====== DATA SHOWN
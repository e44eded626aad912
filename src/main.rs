// main.rs - Linkscribe Entry Point
// `serve` runs the Slack events endpoint and the mention worker until Ctrl-C.
// `describe` fetches and summarizes a single URL from the command line.

mod config;
mod dispatcher;
mod events;
mod fetcher;
mod llm;
mod progress;
mod slack;
mod thread;
mod urls;

#[cfg(test)]
mod testing;

use clap::{Parser, Subcommand};
use log::{error, info};
use std::sync::Arc;
use std::time::Duration;
use tokio_util::sync::CancellationToken;

use crate::config::{BotConfig, LlmConfig, DEFAULT_FETCH_TIMEOUT_SECS};
use crate::dispatcher::{summarize_url, MentionDispatcher};
use crate::events::{router, run_mention_worker, AppState, MentionQueue};
use crate::fetcher::HttpFetcher;
use crate::llm::OpenAiSummarizer;
use crate::slack::SlackClient;

type BoxError = Box<dyn std::error::Error + Send + Sync>;

#[derive(Debug, Parser)]
#[command(name = "linkscribe", version, about = "Slack bot that summarizes the pages you link")]
struct Cli {
    #[command(subcommand)]
    command: Option<Command>,
}

#[derive(Debug, Subcommand, PartialEq, Eq)]
enum Command {
    /// Serve the Slack Events API endpoint (default)
    Serve,
    /// Summarize a single URL and print the result
    Describe {
        #[arg(long)]
        url: String,
        /// Question or instruction for the summary
        #[arg(long, default_value = "")]
        prompt: String,
        /// Give up after this many seconds
        #[arg(long, default_value_t = 90)]
        timeout: u64,
    },
}

#[tokio::main]
async fn main() {
    env_logger::Builder::from_env(env_logger::Env::default().default_filter_or("info"))
        .format_timestamp_secs()
        .init();

    let cli = Cli::parse();
    let result = match cli.command.unwrap_or(Command::Serve) {
        Command::Serve => serve().await,
        Command::Describe {
            url,
            prompt,
            timeout,
        } => describe(&url, &prompt, Duration::from_secs(timeout)).await,
    };

    if let Err(e) = result {
        error!("❌ {}", e);
        eprintln!("❌ {}", e);
        std::process::exit(1);
    }
}

async fn serve() -> Result<(), BoxError> {
    let config = BotConfig::load()?;
    info!(
        "🚀 Linkscribe starting on port {} with model {}",
        config.port, config.llm.model
    );

    let fetcher = Arc::new(HttpFetcher::new(config.fetch_timeout)?);
    let summarizer = Arc::new(OpenAiSummarizer::new(
        &config.llm.base_url,
        &config.llm.api_key,
        &config.llm.model,
        config.llm.timeout,
    )?);
    let slack = Arc::new(SlackClient::new(&config.slack_api_base, &config.slack_bot_token)?);
    let dispatcher = Arc::new(MentionDispatcher::new(
        fetcher,
        summarizer,
        slack.clone(),
        slack,
    ));

    let shutdown = CancellationToken::new();
    let (queue, rx) = MentionQueue::new();
    let worker = tokio::spawn(run_mention_worker(rx, dispatcher, shutdown.clone()));

    let app = router(AppState {
        signing_secret: Arc::from(config.slack_signing_secret.as_str()),
        queue,
    });
    let listener = tokio::net::TcpListener::bind(("0.0.0.0", config.port)).await?;
    info!("👂 Listening on {}", listener.local_addr()?);

    axum::serve(listener, app)
        .with_graceful_shutdown(wait_for_ctrl_c(shutdown.clone()))
        .await?;

    shutdown.cancel();
    worker.await?;
    info!("👋 Linkscribe stopped");
    Ok(())
}

async fn wait_for_ctrl_c(shutdown: CancellationToken) {
    tokio::select! {
        result = tokio::signal::ctrl_c() => {
            if let Err(e) = result {
                error!("❌ Failed to listen for Ctrl-C: {}", e);
            }
            info!("🛑 Shutdown requested, cancelling in-flight mentions");
        }
        _ = shutdown.cancelled() => {}
    }
    shutdown.cancel();
}

async fn describe(url: &str, prompt: &str, timeout: Duration) -> Result<(), BoxError> {
    let config = LlmConfig::load()?;
    let fetcher = HttpFetcher::new(Duration::from_secs(DEFAULT_FETCH_TIMEOUT_SECS))?;
    let summarizer =
        OpenAiSummarizer::new(&config.base_url, &config.api_key, &config.model, config.timeout)?;
    info!("🔎 Describing {} with model {}", url, summarizer.model());

    let cancel = CancellationToken::new();
    let summary = tokio::time::timeout(
        timeout,
        summarize_url(&fetcher, &summarizer, url, prompt, &cancel),
    )
    .await
    .map_err(|_| format!("timed out after {}s", timeout.as_secs()))??;

    println!("{}", summary);
    Ok(())
}

#[cfg(test)]
mod tests {
    use super::*;

    #[test]
    fn test_serve_is_default() {
        let cli = Cli::try_parse_from(["linkscribe"]).unwrap();
        assert_eq!(cli.command, None);

        let cli = Cli::try_parse_from(["linkscribe", "serve"]).unwrap();
        assert_eq!(cli.command, Some(Command::Serve));
    }

    #[test]
    fn test_describe_arguments() {
        let cli = Cli::try_parse_from(["linkscribe", "describe", "--url", "https://example.com"]).unwrap();
        assert_eq!(
            cli.command,
            Some(Command::Describe {
                url: "https://example.com".to_string(),
                prompt: String::new(),
                timeout: 90,
            })
        );

        let cli = Cli::try_parse_from([
            "linkscribe",
            "describe",
            "--url",
            "https://example.com",
            "--prompt",
            "key points?",
            "--timeout",
            "10",
        ])
        .unwrap();
        match cli.command {
            Some(Command::Describe { prompt, timeout, .. }) => {
                assert_eq!(prompt, "key points?");
                assert_eq!(timeout, 10);
            }
            other => panic!("unexpected command {:?}", other),
        }

        assert!(Cli::try_parse_from(["linkscribe", "describe"]).is_err());
    }
}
============
## WHAT YOU HAVE TO DO
Could you copy every record above exactly as it stands?

## WRITTEN ANSWER
repository e44eded626aad912
filename src/main.rs
// main.rs - Linkscribe Entry Point
// `serve` runs the Slack events endpoint and the mention worker until Ctrl-C.
// `describe` fetches and summarizes a single URL from the command line.

mod config;
mod dispatcher;
mod events;
mod fetcher;
mod llm;
mod progress;
mod slack;
mod thread;
mod urls;

#[cfg(test)]
mod testing;

use clap::{Parser, Subcommand};
use log::{error, info};
use std::sync::Arc;
use std::time::Duration;
use tokio_util::sync::CancellationToken;

use crate::config::{BotConfig, LlmConfig, DEFAULT_FETCH_TIMEOUT_SECS};
use crate::dispatcher::{summarize_url, MentionDispatcher};
use crate::events::{router, run_mention_worker, AppState, MentionQueue};
use crate::fetcher::HttpFetcher;
use crate::llm::OpenAiSummarizer;
use crate::slack::SlackClient;

type BoxError = Box<dyn std::error::Error + Send + Sync>;

#[derive(Debug, Parser)]
#[command(name = "linkscribe", version, about = "Slack bot that summarizes the pages you link")]
struct Cli {
    #[command(subcommand)]
    command: Option<Command>,
}

#[derive(Debug, Subcommand, PartialEq, Eq)]
enum Command {
    /// Serve the Slack Events API endpoint (default)
    Serve,
    /// Summarize a single URL and print the result
    Describe {
        #[arg(long)]
        url: String,
        /// Question or instruction for the summary
        #[arg(long, default_value = "")]
        prompt: String,
        /// Give up after this many seconds
        #[arg(long, default_value_t = 90)]
        timeout: u64,
    },
}

#[tokio::main]
async fn main() {
    env_logger::Builder::from_env(env_logger::Env::default().default_filter_or("info"))
        .format_timestamp_secs()
        .init();

    let cli = Cli::parse();
    let result = match cli.command.unwrap_or(Command::Serve) {
        Command::Serve => serve().await,
        Command::Describe {
            url,
            prompt,
            timeout,
        } => describe(&url, &prompt, Duration::from_secs(timeout)).await,
    };

    if let Err(e) = result {
        error!("❌ {}", e);
        eprintln!("❌ {}", e);
        std::process::exit(1);
    }
}

async fn serve() -> Result<(), BoxError> {
    let config = BotConfig::load()?;
    info!(
        "🚀 Linkscribe starting on port {} with model {}",
        config.port, config.llm.model
    );

    let fetcher = Arc::new(HttpFetcher::new(config.fetch_timeout)?);
    let summarizer = Arc::new(OpenAiSummarizer::new(
        &config.llm.base_url,
        &config.llm.api_key,
        &config.llm.model,
        config.llm.timeout,
    )?);
    let slack = Arc::new(SlackClient::new(&config.slack_api_base, &config.slack_bot_token)?);
    let dispatcher = Arc::new(MentionDispatcher::new(
        fetcher,
        summarizer,
        slack.clone(),
        slack,
    ));

    let shutdown = CancellationToken::new();
    let (queue, rx) = MentionQueue::new();
    let worker = tokio::spawn(run_mention_worker(rx, dispatcher, shutdown.clone()));

    let app = router(AppState {
        signing_secret: Arc::from(config.slack_signing_secret.as_str()),
        queue,
    });
    let listener = tokio::net::TcpListener::bind(("0.0.0.0", config.port)).await?;
    info!("👂 Listening on {}", listener.local_addr()?);

    axum::serve(listener, app)
        .with_graceful_shutdown(wait_for_ctrl_c(shutdown.clone()))
        .await?;

    shutdown.cancel();
    worker.await?;
    info!("👋 Linkscribe stopped");
    Ok(())
}

async fn wait_for_ctrl_c(shutdown: CancellationToken) {
    tokio::select! {
        result = tokio::signal::ctrl_c() => {
            if let Err(e) = result {
                error!("❌ Failed to listen for Ctrl-C: {}", e);
            }
            info!("🛑 Shutdown requested, cancelling in-flight mentions");
        }
        _ = shutdown.cancelled() => {}
    }
    shutdown.cancel();
}

async fn describe(url: &str, prompt: &str, timeout: Duration) -> Result<(), BoxError> {
    let config = LlmConfig::load()?;
    let fetcher = HttpFetcher::new(Duration::from_secs(DEFAULT_FETCH_TIMEOUT_SECS))?;
    let summarizer =
        OpenAiSummarizer::new(&config.base_url, &config.api_key, &config.model, config.timeout)?;
    info!("🔎 Describing {} with model {}", url, summarizer.model());

    let cancel = CancellationToken::new();
    let summary = tokio::time::timeout(
        timeout,
        summarize_url(&fetcher, &summarizer, url, prompt, &cancel),
    )
    .await
    .map_err(|_| format!("timed out after {}s", timeout.as_secs()))??;

    println!("{}", summary);
    Ok(())
}

#[cfg(test)]
mod tests {
    use super::*;

    #[test]
    fn test_serve_is_default() {
        let cli = Cli::try_parse_from(["linkscribe"]).unwrap();
        assert_eq!(cli.command, None);

        let cli = Cli::try_parse_from(["linkscribe", "serve"]).unwrap();
        assert_eq!(cli.command, Some(Command::Serve));
    }

    #[test]
    fn test_describe_arguments() {
        let cli = Cli::try_parse_from(["linkscribe", "describe", "--url", "https://example.com"]).unwrap();
        assert_eq!(
            cli.command,
            Some(Command::Describe {
                url: "https://example.com".to_string(),
                prompt: String::new(),
                timeout: 90,
            })
        );

        let cli = Cli::try_parse_from([
            "linkscribe",
            "describe",
            "--url",
            "https://example.com",
            "--prompt",
            "key points?",
            "--timeout",
            "10",
        ])
        .unwrap();
        match cli.command {
            Some(Command::Describe { prompt, timeout, .. }) => {
                assert_eq!(prompt, "key points?");
                assert_eq!(timeout, 10);
            }
            other => panic!("unexpected command {:?}", other),
        }

        assert!(Cli::try_parse_from(["linkscribe", "describe"]).is_err());
    }
}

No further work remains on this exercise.